*Problem to solve:*
Lines in which "bool" appears should be pulled from the data below.

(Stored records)
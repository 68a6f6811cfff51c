//! Primary/fallback input debounce
//!
//! Pointer-down is the primary flip trigger because it fires before the
//! platform's synthesized click. The click/keyboard path stays as an
//! accessibility fallback, but when it fires right after a pointer-down it
//! is the same physical action and must not dispatch a second trigger.

use std::time::{Duration, Instant};

/// Suppresses the fallback input path within a fixed window after the
/// primary path handled the same interaction.
#[derive(Debug)]
pub struct DebounceGuard {
    window: Duration,
    last_primary: Option<Instant>,
}

impl DebounceGuard {
    pub fn new(window: Duration) -> Self {
        Self { window, last_primary: None }
    }

    /// Records that the primary path handled an interaction at `now`.
    pub fn note_primary(&mut self, now: Instant) {
        self.last_primary = Some(now);
    }

    /// Whether a fallback event at `now` is an independent interaction.
    ///
    /// Returns false while `now` is within the window of the last primary
    /// event; such events are duplicates of an already-handled action.
    pub fn allow_fallback(&self, now: Instant) -> bool {
        match self.last_primary {
            Some(primary) => now.saturating_duration_since(primary) >= self.window,
            None => true,
        }
    }
}

#[cfg(test)]
mod tests {
    use super::*;

    const WINDOW: Duration = Duration::from_millis(450);

    #[test]
    fn fallback_allowed_without_primary() {
        let guard = DebounceGuard::new(WINDOW);
        assert!(guard.allow_fallback(Instant::now()));
    }

    #[test]
    fn duplicate_within_window_is_suppressed() {
        let t0 = Instant::now();
        let mut guard = DebounceGuard::new(WINDOW);
        guard.note_primary(t0);

        assert!(!guard.allow_fallback(t0));
        assert!(!guard.allow_fallback(t0 + Duration::from_millis(449)));
    }

    #[test]
    fn independent_trigger_after_window() {
        let t0 = Instant::now();
        let mut guard = DebounceGuard::new(WINDOW);
        guard.note_primary(t0);

        assert!(guard.allow_fallback(t0 + WINDOW));
        assert!(guard.allow_fallback(t0 + Duration::from_secs(2)));
    }

    #[test]
    fn window_restarts_on_each_primary() {
        let t0 = Instant::now();
        let mut guard = DebounceGuard::new(WINDOW);
        guard.note_primary(t0);
        guard.note_primary(t0 + Duration::from_millis(400));

        // Measured from the latest primary, not the first.
        assert!(!guard.allow_fallback(t0 + Duration::from_millis(800)));
        assert!(guard.allow_fallback(t0 + Duration::from_millis(850)));
    }
}
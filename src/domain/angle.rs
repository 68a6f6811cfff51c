//! Modular angle arithmetic
//!
//! Pure helpers for working with rotation angles in degrees. Everything here
//! operates on plain floats and has no knowledge of timing or rendering.

/// Full turn in degrees.
pub const FULL_TURN_DEG: f64 = 360.0;

/// Normalizes an angle into the `[0, 360)` range.
///
/// Works for negative inputs and inputs beyond a full turn, which happens
/// constantly while the flip accumulates whole spins.
pub fn normalize_deg(angle: f64) -> f64 {
    let m = angle % FULL_TURN_DEG;
    if m < 0.0 { m + FULL_TURN_DEG } else { m }
}

/// Minimal forward (counter-clockwise positive) rotation needed to move from
/// `from` to `to`, both taken modulo 360.
///
/// The result is always in `[0, 360)`: the coin only ever spins forward.
pub fn forward_delta_deg(from: f64, to: f64) -> f64 {
    normalize_deg(to - normalize_deg(from))
}

/// Returns true if two angles land on the same position modulo 360, within
/// `tolerance` degrees.
pub fn congruent_deg(a: f64, b: f64, tolerance: f64) -> bool {
    let d = forward_delta_deg(a, b);
    d <= tolerance || FULL_TURN_DEG - d <= tolerance
}

#[cfg(test)]
mod tests {
    use super::*;

    #[test]
    fn normalize_handles_plain_angles() {
        assert_eq!(normalize_deg(0.0), 0.0);
        assert_eq!(normalize_deg(180.0), 180.0);
        assert_eq!(normalize_deg(359.5), 359.5);
    }

    #[test]
    fn normalize_wraps_past_full_turn() {
        assert_eq!(normalize_deg(360.0), 0.0);
        assert_eq!(normalize_deg(720.0 + 45.0), 45.0);
    }

    #[test]
    fn normalize_handles_negative_angles() {
        assert_eq!(normalize_deg(-90.0), 270.0);
        assert_eq!(normalize_deg(-360.0), 0.0);
        assert_eq!(normalize_deg(-450.0), 270.0);
    }

    #[test]
    fn forward_delta_is_forward_only() {
        assert_eq!(forward_delta_deg(0.0, 180.0), 180.0);
        assert_eq!(forward_delta_deg(180.0, 0.0), 180.0);
        assert_eq!(forward_delta_deg(350.0, 10.0), 20.0);
        assert_eq!(forward_delta_deg(10.0, 350.0), 340.0);
    }

    #[test]
    fn forward_delta_from_accumulated_spin() {
        // A coin that has already spun many turns still computes the short
        // way home.
        assert_eq!(forward_delta_deg(22.0 * 360.0 + 90.0, 180.0), 90.0);
    }

    #[test]
    fn congruence_tolerates_float_drift() {
        assert!(congruent_deg(360.0 * 23.0, 0.0, 1e-6));
        assert!(congruent_deg(179.9999999, 180.0, 1e-6));
        assert!(!congruent_deg(90.0, 180.0, 1.0));
    }
}
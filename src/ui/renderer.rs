//! Scene painter
//!
//! Draws the whole window with tiny-skia: background wash, title plaque,
//! the coin (an ellipse whose apparent width follows the cosine of the
//! rotation angle, so a half turn reads as a 3-D flip), result line, flip
//! button, nav icons, and the info dialog. Invalid geometry is skipped
//! rather than treated as an error, matching how little can actually go
//! wrong here.

use tiny_skia::{
    Color, FillRule, Paint, PathBuilder, Pixmap, Rect as SkiaRect, Stroke, Transform,
};

use crate::domain::face::Face;
use crate::domain::geometry::Rect;
use crate::input::NavAction;
use crate::ui::scene::SceneLayout;
use crate::ui::theme::Palette;
use crate::ui::SceneSnapshot;

/// Rendering errors.
#[derive(Debug, thiserror::Error)]
pub enum RenderError {
    #[error("failed to create pixmap for rendering")]
    PixmapCreationFailed,

    #[error("output frame is {actual} bytes, expected {expected}")]
    FrameSizeMismatch { expected: usize, actual: usize },
}

/// Coin edge threshold: below this apparent width the coin reads edge-on.
const EDGE_ON: f32 = 0.05;

fn with_alpha(color: Color, alpha: f32) -> Color {
    Color::from_rgba(color.red(), color.green(), color.blue(), alpha).unwrap_or(color)
}

/// Transform that scales around (`cx`, `cy`) instead of the origin.
fn squash_about(cx: f32, cy: f32, sx: f32, sy: f32) -> Transform {
    Transform::from_translate(cx, cy)
        .pre_scale(sx, sy)
        .pre_translate(-cx, -cy)
}

/// Scene painter with a persistent backing pixmap.
pub struct CoinRenderer {
    pixmap: Pixmap,
}

impl CoinRenderer {
    pub fn new(width: u32, height: u32) -> Result<Self, RenderError> {
        let pixmap = Pixmap::new(width, height).ok_or(RenderError::PixmapCreationFailed)?;
        Ok(Self { pixmap })
    }

    /// Paints one frame of the scene.
    pub fn render(&mut self, scene: &SceneLayout, snap: &SceneSnapshot) {
        let palette = Palette::for_theme(snap.theme);

        self.pixmap.fill(palette.background);
        self.draw_background_wash(scene, &palette);
        self.draw_title(scene, &palette, snap.flipping);
        self.draw_coin(scene, &palette, snap);
        if snap.has_ever_flipped {
            self.draw_result_line(scene, &palette, snap.face);
        }
        self.draw_flip_button(scene, &palette, snap.flipping);
        self.draw_nav_row(scene, &palette, snap.flipping);
        if snap.info_open {
            self.draw_dialog(scene, &palette);
        }
    }

    /// Raw RGBA bytes of the last rendered frame.
    pub fn data(&self) -> &[u8] {
        self.pixmap.data()
    }

    /// Copies the last frame into an output buffer of the same size.
    pub fn copy_to(&self, frame: &mut [u8]) -> Result<(), RenderError> {
        let data = self.pixmap.data();
        if frame.len() != data.len() {
            return Err(RenderError::FrameSizeMismatch {
                expected: data.len(),
                actual: frame.len(),
            });
        }
        frame.copy_from_slice(data);
        Ok(())
    }

    fn fill_circle(&mut self, cx: f32, cy: f32, r: f32, color: Color, transform: Transform) {
        let mut pb = PathBuilder::new();
        pb.push_circle(cx, cy, r);
        if let Some(path) = pb.finish() {
            let mut paint = Paint::default();
            paint.set_color(color);
            paint.anti_alias = true;
            self.pixmap.fill_path(&path, &paint, FillRule::Winding, transform, None);
        }
    }

    fn stroke_circle(&mut self, cx: f32, cy: f32, r: f32, width: f32, color: Color, transform: Transform) {
        let mut pb = PathBuilder::new();
        pb.push_circle(cx, cy, r);
        if let Some(path) = pb.finish() {
            let mut paint = Paint::default();
            paint.set_color(color);
            paint.anti_alias = true;
            let stroke = Stroke { width, ..Stroke::default() };
            self.pixmap.stroke_path(&path, &paint, &stroke, transform, None);
        }
    }

    fn fill_rect(&mut self, rect: Rect, color: Color) {
        if let Some(r) = SkiaRect::from_xywh(rect.x, rect.y, rect.w, rect.h) {
            let mut pb = PathBuilder::new();
            pb.push_rect(r);
            if let Some(path) = pb.finish() {
                let mut paint = Paint::default();
                paint.set_color(color);
                paint.anti_alias = true;
                self.pixmap.fill_path(&path, &paint, FillRule::Winding, Transform::identity(), None);
            }
        }
    }

    fn stroke_rect(&mut self, rect: Rect, width: f32, color: Color) {
        if let Some(r) = SkiaRect::from_xywh(rect.x, rect.y, rect.w, rect.h) {
            let mut pb = PathBuilder::new();
            pb.push_rect(r);
            if let Some(path) = pb.finish() {
                let mut paint = Paint::default();
                paint.set_color(color);
                paint.anti_alias = true;
                let stroke = Stroke { width, ..Stroke::default() };
                self.pixmap.stroke_path(&path, &paint, &stroke, Transform::identity(), None);
            }
        }
    }

    /// Pill: a rect with circular ends.
    fn fill_pill(&mut self, rect: Rect, color: Color) {
        let r = rect.h / 2.0;
        self.fill_rect(Rect::new(rect.x + r, rect.y, rect.w - 2.0 * r, rect.h), color);
        self.fill_circle(rect.x + r, rect.y + r, r, color, Transform::identity());
        self.fill_circle(rect.right() - r, rect.y + r, r, color, Transform::identity());
    }

    fn draw_background_wash(&mut self, scene: &SceneLayout, palette: &Palette) {
        // Soft radial-ish accents in opposite corners, like the page wash.
        self.fill_circle(
            scene.width * 0.2,
            scene.height * 0.1,
            scene.width * 0.55,
            with_alpha(palette.glow, 0.45),
            Transform::identity(),
        );
        self.fill_circle(
            scene.width * 0.8,
            scene.height * 0.85,
            scene.width * 0.5,
            with_alpha(palette.gold, 0.10),
            Transform::identity(),
        );
    }

    fn draw_title(&mut self, scene: &SceneLayout, palette: &Palette, flipping: bool) {
        let alpha = if flipping { 0.7 } else { 1.0 };
        self.fill_rect(scene.title, with_alpha(palette.cream, alpha));
        self.stroke_rect(scene.title, 2.0, with_alpha(palette.gold, alpha));

        // Decorative medallions on the plaque.
        let (cx, cy) = scene.title.center();
        for dx in [-60.0, 0.0, 60.0] {
            self.fill_circle(cx + dx, cy, 10.0, with_alpha(palette.gold, alpha), Transform::identity());
        }
    }

    fn draw_coin(&mut self, scene: &SceneLayout, palette: &Palette, snap: &SceneSnapshot) {
        let (cx, cy) = scene.coin.center();
        let radius = scene.coin.w / 2.0;

        let theta = snap.angle_deg.to_radians();
        let cos = theta.cos();
        let apparent = (cos.abs() as f32).max(0.0);

        // Ground shadow, slightly narrower while the coin is edge-on.
        let shadow_w = radius * (0.55 + 0.35 * apparent);
        let shadow_y = scene.coin.bottom() + 16.0;
        self.fill_circle(
            cx,
            shadow_y,
            shadow_w,
            with_alpha(palette.ink, 0.12),
            squash_about(cx, shadow_y, 1.0, 0.12),
        );

        if apparent <= EDGE_ON {
            // Edge-on: just the rim as a thin gold lens.
            let squash = squash_about(cx, cy, EDGE_ON, 1.0);
            self.fill_circle(cx, cy, radius, palette.gold, squash);
            return;
        }

        let squash = squash_about(cx, cy, apparent, 1.0);

        // Rim, then face disc inset into it.
        self.fill_circle(cx, cy, radius, palette.gold, squash);
        let face_color = if cos >= 0.0 { palette.cream } else { palette.glow };
        self.fill_circle(cx, cy, radius - 7.0, face_color, squash);
        self.stroke_circle(cx, cy, radius - 16.0, 3.0, with_alpha(palette.gold, 0.8), squash);

        // The side showing to the viewer: front is heads, back is tails.
        if cos >= 0.0 {
            self.draw_heads_motif(cx, cy, radius, palette, squash);
        } else {
            self.draw_tails_motif(cx, cy, radius, palette, squash);
        }
    }

    /// Heads: a paw — center pad plus three toes.
    fn draw_heads_motif(&mut self, cx: f32, cy: f32, radius: f32, palette: &Palette, squash: Transform) {
        let pad = radius * 0.30;
        self.fill_circle(cx, cy + pad * 0.5, pad, palette.gold, squash);
        for (dx, dy) in [(-0.42, -0.30), (0.0, -0.45), (0.42, -0.30)] {
            self.fill_circle(
                cx + dx * radius,
                cy + dy * radius,
                radius * 0.14,
                palette.gold,
                squash,
            );
        }
    }

    /// Tails: two horizontal bars inside a ring.
    fn draw_tails_motif(&mut self, cx: f32, cy: f32, radius: f32, palette: &Palette, squash: Transform) {
        self.stroke_circle(cx, cy, radius * 0.55, 4.0, palette.gold, squash);
        for dy in [-0.12, 0.12] {
            let bar = Rect::new(cx - radius * 0.34, cy + dy * radius - 5.0, radius * 0.68, 10.0);
            if let Some(r) = SkiaRect::from_xywh(bar.x, bar.y, bar.w, bar.h) {
                let mut pb = PathBuilder::new();
                pb.push_rect(r);
                if let Some(path) = pb.finish() {
                    let mut paint = Paint::default();
                    paint.set_color(palette.gold);
                    paint.anti_alias = true;
                    self.pixmap.fill_path(&path, &paint, FillRule::Winding, squash, None);
                }
            }
        }
    }

    fn draw_result_line(&mut self, scene: &SceneLayout, palette: &Palette, face: Face) {
        let (_, cy) = scene.result.center();

        // Face dot: gold for heads, ink for tails.
        let dot = match face {
            Face::Heads => palette.gold,
            Face::Tails => palette.ink,
        };
        self.fill_circle(scene.result.x + 14.0, cy, 9.0, dot, Transform::identity());

        let bar = Rect::new(scene.result.x + 34.0, cy - 5.0, scene.result.w - 48.0, 10.0);
        self.fill_pill(bar, with_alpha(palette.ink_soft, 0.5));
    }

    fn draw_flip_button(&mut self, scene: &SceneLayout, palette: &Palette, flipping: bool) {
        let alpha = if flipping { 0.5 } else { 1.0 };
        self.fill_pill(scene.flip_button, with_alpha(palette.cream, alpha));

        let r = scene.flip_button.h / 2.0;
        self.stroke_circle(
            scene.flip_button.x + r,
            scene.flip_button.y + r,
            r - 1.0,
            2.0,
            with_alpha(palette.gold, 0.55 * alpha),
            Transform::identity(),
        );
        self.stroke_circle(
            scene.flip_button.right() - r,
            scene.flip_button.y + r,
            r - 1.0,
            2.0,
            with_alpha(palette.gold, 0.55 * alpha),
            Transform::identity(),
        );

        // Label placeholder bar.
        let (bx, by) = scene.flip_button.center();
        let label = Rect::new(bx - 56.0, by - 5.0, 112.0, 10.0);
        self.fill_pill(label, with_alpha(palette.ink, 0.75 * alpha));
    }

    fn draw_nav_row(&mut self, scene: &SceneLayout, palette: &Palette, flipping: bool) {
        for (action, cell) in scene.nav {
            // The flip icon dims while a flip is running; it is a no-op then.
            let alpha = if flipping && action == NavAction::Flip { 0.4 } else { 1.0 };
            self.fill_rect(cell, with_alpha(palette.cream, alpha));
            self.stroke_rect(cell, 1.5, with_alpha(palette.gold, alpha));

            let (cx, cy) = cell.center();
            let ink = with_alpha(palette.ink, alpha);
            match action {
                NavAction::Flip => {
                    self.stroke_circle(cx, cy, 11.0, 2.5, ink, Transform::identity());
                    self.fill_circle(cx + 9.0, cy - 9.0, 3.5, ink, Transform::identity());
                }
                NavAction::Reset => {
                    self.stroke_rect(Rect::new(cx - 9.0, cy - 9.0, 18.0, 18.0), 2.5, ink);
                }
                NavAction::Theme => {
                    self.stroke_circle(cx, cy, 11.0, 2.0, ink, Transform::identity());
                    self.fill_circle(cx - 4.0, cy, 7.0, ink, Transform::identity());
                }
                NavAction::Info => {
                    self.fill_circle(cx, cy - 8.0, 3.0, ink, Transform::identity());
                    self.fill_rect(Rect::new(cx - 2.5, cy - 2.0, 5.0, 12.0), ink);
                }
            }
        }
    }

    fn draw_dialog(&mut self, scene: &SceneLayout, palette: &Palette) {
        self.fill_rect(
            Rect::new(0.0, 0.0, scene.width, scene.height),
            with_alpha(palette.ink, 0.45),
        );
        self.fill_rect(scene.dialog, palette.panel);
        self.stroke_rect(scene.dialog, 2.0, palette.gold);

        // Title bar plus three text lines, wireframe style.
        let inner_x = scene.dialog.x + 28.0;
        let inner_w = scene.dialog.w - 56.0;
        self.fill_pill(Rect::new(inner_x, scene.dialog.y + 30.0, inner_w * 0.5, 14.0), palette.ink);
        for i in 0..3 {
            let y = scene.dialog.y + 86.0 + 40.0 * i as f32;
            self.fill_circle(inner_x + 5.0, y + 5.0, 4.0, palette.gold, Transform::identity());
            self.fill_pill(
                Rect::new(inner_x + 22.0, y, inner_w - 22.0 - 18.0 * i as f32, 10.0),
                with_alpha(palette.ink_soft, 0.6),
            );
        }
    }
}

*Solution to this task:*
    pub fn allow_fallback(&self, now: Instant) -> bool {
pub fn congruent_deg(a: f64, b: f64, tolerance: f64) -> bool {
    fn draw_title(&mut self, scene: &SceneLayout, palette: &Palette, flipping: bool) {
    fn draw_flip_button(&mut self, scene: &SceneLayout, palette: &Palette, flipping: bool) {
    fn draw_nav_row(&mut self, scene: &SceneLayout, palette: &Palette, flipping: bool) {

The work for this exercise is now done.